== WHAT THE TASK ASKS ==
Every word of the listing must be returned. Retype it exactly.

== RECORDS FOR THIS TASK ==
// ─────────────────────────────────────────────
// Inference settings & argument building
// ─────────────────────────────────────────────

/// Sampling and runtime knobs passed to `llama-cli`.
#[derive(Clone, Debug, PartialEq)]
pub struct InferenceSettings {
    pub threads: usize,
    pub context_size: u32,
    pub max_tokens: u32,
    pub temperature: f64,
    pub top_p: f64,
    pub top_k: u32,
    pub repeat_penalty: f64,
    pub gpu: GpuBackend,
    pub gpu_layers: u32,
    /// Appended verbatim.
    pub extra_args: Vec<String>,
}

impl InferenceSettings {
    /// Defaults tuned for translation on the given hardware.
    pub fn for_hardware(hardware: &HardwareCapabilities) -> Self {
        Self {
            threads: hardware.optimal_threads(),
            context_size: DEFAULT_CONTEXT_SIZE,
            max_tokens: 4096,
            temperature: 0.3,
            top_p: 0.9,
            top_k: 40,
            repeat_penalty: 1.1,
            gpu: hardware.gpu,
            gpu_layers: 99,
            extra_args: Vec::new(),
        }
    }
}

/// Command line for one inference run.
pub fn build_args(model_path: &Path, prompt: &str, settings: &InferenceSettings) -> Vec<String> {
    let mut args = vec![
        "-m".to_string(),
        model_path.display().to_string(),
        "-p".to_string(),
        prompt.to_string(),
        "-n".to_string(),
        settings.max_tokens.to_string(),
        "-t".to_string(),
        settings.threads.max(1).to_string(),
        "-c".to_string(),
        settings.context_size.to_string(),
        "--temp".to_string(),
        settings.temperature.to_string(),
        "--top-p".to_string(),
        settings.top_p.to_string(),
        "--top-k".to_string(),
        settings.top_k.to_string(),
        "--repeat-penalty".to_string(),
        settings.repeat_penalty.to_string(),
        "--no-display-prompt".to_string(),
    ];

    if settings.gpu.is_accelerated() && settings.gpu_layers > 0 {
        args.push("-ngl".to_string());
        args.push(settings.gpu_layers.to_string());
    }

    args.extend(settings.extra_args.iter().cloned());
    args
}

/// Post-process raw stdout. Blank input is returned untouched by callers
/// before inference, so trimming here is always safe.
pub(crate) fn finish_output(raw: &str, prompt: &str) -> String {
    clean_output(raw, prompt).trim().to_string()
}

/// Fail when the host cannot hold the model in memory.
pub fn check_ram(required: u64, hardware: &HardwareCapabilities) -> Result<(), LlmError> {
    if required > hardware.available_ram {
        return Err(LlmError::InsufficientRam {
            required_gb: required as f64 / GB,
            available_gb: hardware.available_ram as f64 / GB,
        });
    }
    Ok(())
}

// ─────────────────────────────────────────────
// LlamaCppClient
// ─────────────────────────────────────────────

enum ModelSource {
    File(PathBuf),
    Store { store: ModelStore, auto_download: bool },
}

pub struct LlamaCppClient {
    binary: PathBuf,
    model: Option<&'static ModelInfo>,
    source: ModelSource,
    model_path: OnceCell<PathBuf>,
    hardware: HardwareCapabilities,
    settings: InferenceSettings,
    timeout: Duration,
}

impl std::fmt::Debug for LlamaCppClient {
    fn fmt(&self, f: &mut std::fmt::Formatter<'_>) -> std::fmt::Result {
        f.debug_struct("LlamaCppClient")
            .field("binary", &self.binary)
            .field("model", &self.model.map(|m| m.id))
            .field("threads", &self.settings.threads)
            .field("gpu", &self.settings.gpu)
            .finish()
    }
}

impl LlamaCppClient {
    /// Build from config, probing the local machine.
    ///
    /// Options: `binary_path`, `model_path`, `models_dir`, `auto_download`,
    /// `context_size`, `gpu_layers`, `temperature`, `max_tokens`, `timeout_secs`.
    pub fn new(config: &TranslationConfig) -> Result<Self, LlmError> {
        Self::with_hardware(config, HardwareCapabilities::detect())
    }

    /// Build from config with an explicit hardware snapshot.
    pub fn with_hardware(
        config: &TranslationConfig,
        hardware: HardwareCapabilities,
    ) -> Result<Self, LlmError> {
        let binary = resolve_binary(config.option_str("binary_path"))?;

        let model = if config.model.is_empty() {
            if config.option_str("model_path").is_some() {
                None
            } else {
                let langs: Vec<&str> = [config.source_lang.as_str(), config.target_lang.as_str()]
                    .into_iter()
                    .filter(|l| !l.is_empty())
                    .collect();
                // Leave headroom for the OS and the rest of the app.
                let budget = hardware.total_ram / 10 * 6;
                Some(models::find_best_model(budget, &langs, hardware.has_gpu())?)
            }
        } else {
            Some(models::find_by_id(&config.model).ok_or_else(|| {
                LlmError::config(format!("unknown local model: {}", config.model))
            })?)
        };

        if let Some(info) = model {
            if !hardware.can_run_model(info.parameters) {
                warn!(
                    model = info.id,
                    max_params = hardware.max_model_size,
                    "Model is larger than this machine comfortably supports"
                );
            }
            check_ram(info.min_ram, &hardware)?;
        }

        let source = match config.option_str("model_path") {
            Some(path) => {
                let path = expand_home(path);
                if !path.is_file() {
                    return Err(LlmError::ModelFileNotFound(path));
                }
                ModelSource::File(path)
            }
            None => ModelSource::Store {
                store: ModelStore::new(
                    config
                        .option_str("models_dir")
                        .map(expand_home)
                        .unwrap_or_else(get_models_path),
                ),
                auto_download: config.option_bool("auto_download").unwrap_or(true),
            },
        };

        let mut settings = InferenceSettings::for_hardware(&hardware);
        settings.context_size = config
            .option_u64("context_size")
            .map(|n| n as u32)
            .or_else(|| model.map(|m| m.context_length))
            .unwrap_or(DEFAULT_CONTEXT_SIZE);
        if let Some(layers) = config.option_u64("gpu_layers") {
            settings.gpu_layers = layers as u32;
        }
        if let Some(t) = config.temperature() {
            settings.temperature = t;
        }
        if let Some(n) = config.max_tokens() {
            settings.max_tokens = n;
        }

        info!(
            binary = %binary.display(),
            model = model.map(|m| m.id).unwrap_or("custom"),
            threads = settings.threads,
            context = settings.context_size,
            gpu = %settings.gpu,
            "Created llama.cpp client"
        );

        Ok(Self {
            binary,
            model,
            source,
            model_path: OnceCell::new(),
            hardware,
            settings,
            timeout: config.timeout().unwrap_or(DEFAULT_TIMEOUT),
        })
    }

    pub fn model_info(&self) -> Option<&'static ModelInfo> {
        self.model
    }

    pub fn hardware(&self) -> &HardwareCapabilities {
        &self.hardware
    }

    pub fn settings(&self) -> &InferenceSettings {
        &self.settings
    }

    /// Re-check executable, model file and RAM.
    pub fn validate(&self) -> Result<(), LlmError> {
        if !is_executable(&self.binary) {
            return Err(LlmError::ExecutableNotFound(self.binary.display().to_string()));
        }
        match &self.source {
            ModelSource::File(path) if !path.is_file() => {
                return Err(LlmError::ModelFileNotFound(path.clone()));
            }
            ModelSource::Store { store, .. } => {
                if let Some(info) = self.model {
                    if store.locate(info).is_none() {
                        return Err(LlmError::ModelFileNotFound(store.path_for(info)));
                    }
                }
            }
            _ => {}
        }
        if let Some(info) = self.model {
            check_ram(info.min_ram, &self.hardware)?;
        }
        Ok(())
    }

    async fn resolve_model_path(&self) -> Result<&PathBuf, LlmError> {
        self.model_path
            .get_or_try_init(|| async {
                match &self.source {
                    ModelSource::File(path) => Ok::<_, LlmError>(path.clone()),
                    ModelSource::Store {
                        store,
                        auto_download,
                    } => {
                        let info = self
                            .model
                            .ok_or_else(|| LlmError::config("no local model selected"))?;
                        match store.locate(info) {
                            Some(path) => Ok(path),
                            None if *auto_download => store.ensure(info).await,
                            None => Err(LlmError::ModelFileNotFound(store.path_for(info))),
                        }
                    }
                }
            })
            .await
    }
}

== OUTPUT ==
// ─────────────────────────────────────────────
// Inference settings & argument building
// ─────────────────────────────────────────────

/// Sampling and runtime knobs passed to `llama-cli`.
#[derive(Clone, Debug, PartialEq)]
pub struct InferenceSettings {
    pub threads: usize,
    pub context_size: u32,
    pub max_tokens: u32,
    pub temperature: f64,
    pub top_p: f64,
    pub top_k: u32,
    pub repeat_penalty: f64,
    pub gpu: GpuBackend,
    pub gpu_layers: u32,
    /// Appended verbatim.
    pub extra_args: Vec<String>,
}

impl InferenceSettings {
    /// Defaults tuned for translation on the given hardware.
    pub fn for_hardware(hardware: &HardwareCapabilities) -> Self {
        Self {
            threads: hardware.optimal_threads(),
            context_size: DEFAULT_CONTEXT_SIZE,
            max_tokens: 4096,
            temperature: 0.3,
            top_p: 0.9,
            top_k: 40,
            repeat_penalty: 1.1,
            gpu: hardware.gpu,
            gpu_layers: 99,
            extra_args: Vec::new(),
        }
    }
}

/// Command line for one inference run.
pub fn build_args(model_path: &Path, prompt: &str, settings: &InferenceSettings) -> Vec<String> {
    let mut args = vec![
        "-m".to_string(),
        model_path.display().to_string(),
        "-p".to_string(),
        prompt.to_string(),
        "-n".to_string(),
        settings.max_tokens.to_string(),
        "-t".to_string(),
        settings.threads.max(1).to_string(),
        "-c".to_string(),
        settings.context_size.to_string(),
        "--temp".to_string(),
        settings.temperature.to_string(),
        "--top-p".to_string(),
        settings.top_p.to_string(),
        "--top-k".to_string(),
        settings.top_k.to_string(),
        "--repeat-penalty".to_string(),
        settings.repeat_penalty.to_string(),
        "--no-display-prompt".to_string(),
    ];

    if settings.gpu.is_accelerated() && settings.gpu_layers > 0 {
        args.push("-ngl".to_string());
        args.push(settings.gpu_layers.to_string());
    }

    args.extend(settings.extra_args.iter().cloned());
    args
}

/// Post-process raw stdout. Blank input is returned untouched by callers
/// before inference, so trimming here is always safe.
pub(crate) fn finish_output(raw: &str, prompt: &str) -> String {
    clean_output(raw, prompt).trim().to_string()
}

/// Fail when the host cannot hold the model in memory.
pub fn check_ram(required: u64, hardware: &HardwareCapabilities) -> Result<(), LlmError> {
    if required > hardware.available_ram {
        return Err(LlmError::InsufficientRam {
            required_gb: required as f64 / GB,
            available_gb: hardware.available_ram as f64 / GB,
        });
    }
    Ok(())
}

// ─────────────────────────────────────────────
// LlamaCppClient
// ─────────────────────────────────────────────

enum ModelSource {
    File(PathBuf),
    Store { store: ModelStore, auto_download: bool },
}

pub struct LlamaCppClient {
    binary: PathBuf,
    model: Option<&'static ModelInfo>,
    source: ModelSource,
    model_path: OnceCell<PathBuf>,
    hardware: HardwareCapabilities,
    settings: InferenceSettings,
    timeout: Duration,
}

impl std::fmt::Debug for LlamaCppClient {
    fn fmt(&self, f: &mut std::fmt::Formatter<'_>) -> std::fmt::Result {
        f.debug_struct("LlamaCppClient")
            .field("binary", &self.binary)
            .field("model", &self.model.map(|m| m.id))
            .field("threads", &self.settings.threads)
            .field("gpu", &self.settings.gpu)
            .finish()
    }
}

impl LlamaCppClient {
    /// Build from config, probing the local machine.
    ///
    /// Options: `binary_path`, `model_path`, `models_dir`, `auto_download`,
    /// `context_size`, `gpu_layers`, `temperature`, `max_tokens`, `timeout_secs`.
    pub fn new(config: &TranslationConfig) -> Result<Self, LlmError> {
        Self::with_hardware(config, HardwareCapabilities::detect())
    }

    /// Build from config with an explicit hardware snapshot.
    pub fn with_hardware(
        config: &TranslationConfig,
        hardware: HardwareCapabilities,
    ) -> Result<Self, LlmError> {
        let binary = resolve_binary(config.option_str("binary_path"))?;

        let model = if config.model.is_empty() {
            if config.option_str("model_path").is_some() {
                None
            } else {
                let langs: Vec<&str> = [config.source_lang.as_str(), config.target_lang.as_str()]
                    .into_iter()
                    .filter(|l| !l.is_empty())
                    .collect();
                // Leave headroom for the OS and the rest of the app.
                let budget = hardware.total_ram / 10 * 6;
                Some(models::find_best_model(budget, &langs, hardware.has_gpu())?)
            }
        } else {
            Some(models::find_by_id(&config.model).ok_or_else(|| {
                LlmError::config(format!("unknown local model: {}", config.model))
            })?)
        };

        if let Some(info) = model {
            if !hardware.can_run_model(info.parameters) {
                warn!(
                    model = info.id,
                    max_params = hardware.max_model_size,
                    "Model is larger than this machine comfortably supports"
                );
            }
            check_ram(info.min_ram, &hardware)?;
        }

        let source = match config.option_str("model_path") {
            Some(path) => {
                let path = expand_home(path);
                if !path.is_file() {
                    return Err(LlmError::ModelFileNotFound(path));
                }
                ModelSource::File(path)
            }
            None => ModelSource::Store {
                store: ModelStore::new(
                    config
                        .option_str("models_dir")
                        .map(expand_home)
                        .unwrap_or_else(get_models_path),
                ),
                auto_download: config.option_bool("auto_download").unwrap_or(true),
            },
        };

        let mut settings = InferenceSettings::for_hardware(&hardware);
        settings.context_size = config
            .option_u64("context_size")
            .map(|n| n as u32)
            .or_else(|| model.map(|m| m.context_length))
            .unwrap_or(DEFAULT_CONTEXT_SIZE);
        if let Some(layers) = config.option_u64("gpu_layers") {
            settings.gpu_layers = layers as u32;
        }
        if let Some(t) = config.temperature() {
            settings.temperature = t;
        }
        if let Some(n) = config.max_tokens() {
            settings.max_tokens = n;
        }

        info!(
            binary = %binary.display(),
            model = model.map(|m| m.id).unwrap_or("custom"),
            threads = settings.threads,
            context = settings.context_size,
            gpu = %settings.gpu,
            "Created llama.cpp client"
        );

        Ok(Self {
            binary,
            model,
            source,
            model_path: OnceCell::new(),
            hardware,
            settings,
            timeout: config.timeout().unwrap_or(DEFAULT_TIMEOUT),
        })
    }

    pub fn model_info(&self) -> Option<&'static ModelInfo> {
        self.model
    }

    pub fn hardware(&self) -> &HardwareCapabilities {
        &self.hardware
    }

    pub fn settings(&self) -> &InferenceSettings {
        &self.settings
    }

    /// Re-check executable, model file and RAM.
    pub fn validate(&self) -> Result<(), LlmError> {
        if !is_executable(&self.binary) {
            return Err(LlmError::ExecutableNotFound(self.binary.display().to_string()));
        }
        match &self.source {
            ModelSource::File(path) if !path.is_file() => {
                return Err(LlmError::ModelFileNotFound(path.clone()));
            }
            ModelSource::Store { store, .. } => {
                if let Some(info) = self.model {
                    if store.locate(info).is_none() {
                        return Err(LlmError::ModelFileNotFound(store.path_for(info)));
                    }
                }
            }
            _ => {}
        }
        if let Some(info) = self.model {
            check_ram(info.min_ram, &self.hardware)?;
        }
        Ok(())
    }

    async fn resolve_model_path(&self) -> Result<&PathBuf, LlmError> {
        self.model_path
            .get_or_try_init(|| async {
                match &self.source {
                    ModelSource::File(path) => Ok::<_, LlmError>(path.clone()),
                    ModelSource::Store {
                        store,
                        auto_download,
                    } => {
                        let info = self
                            .model
                            .ok_or_else(|| LlmError::config("no local model selected"))?;
                        match store.locate(info) {
                            Some(path) => Ok(path),
                            None if *auto_download => store.ensure(info).await,
                            None => Err(LlmError::ModelFileNotFound(store.path_for(info))),
                        }
                    }
                }
            })
            .await
    }
}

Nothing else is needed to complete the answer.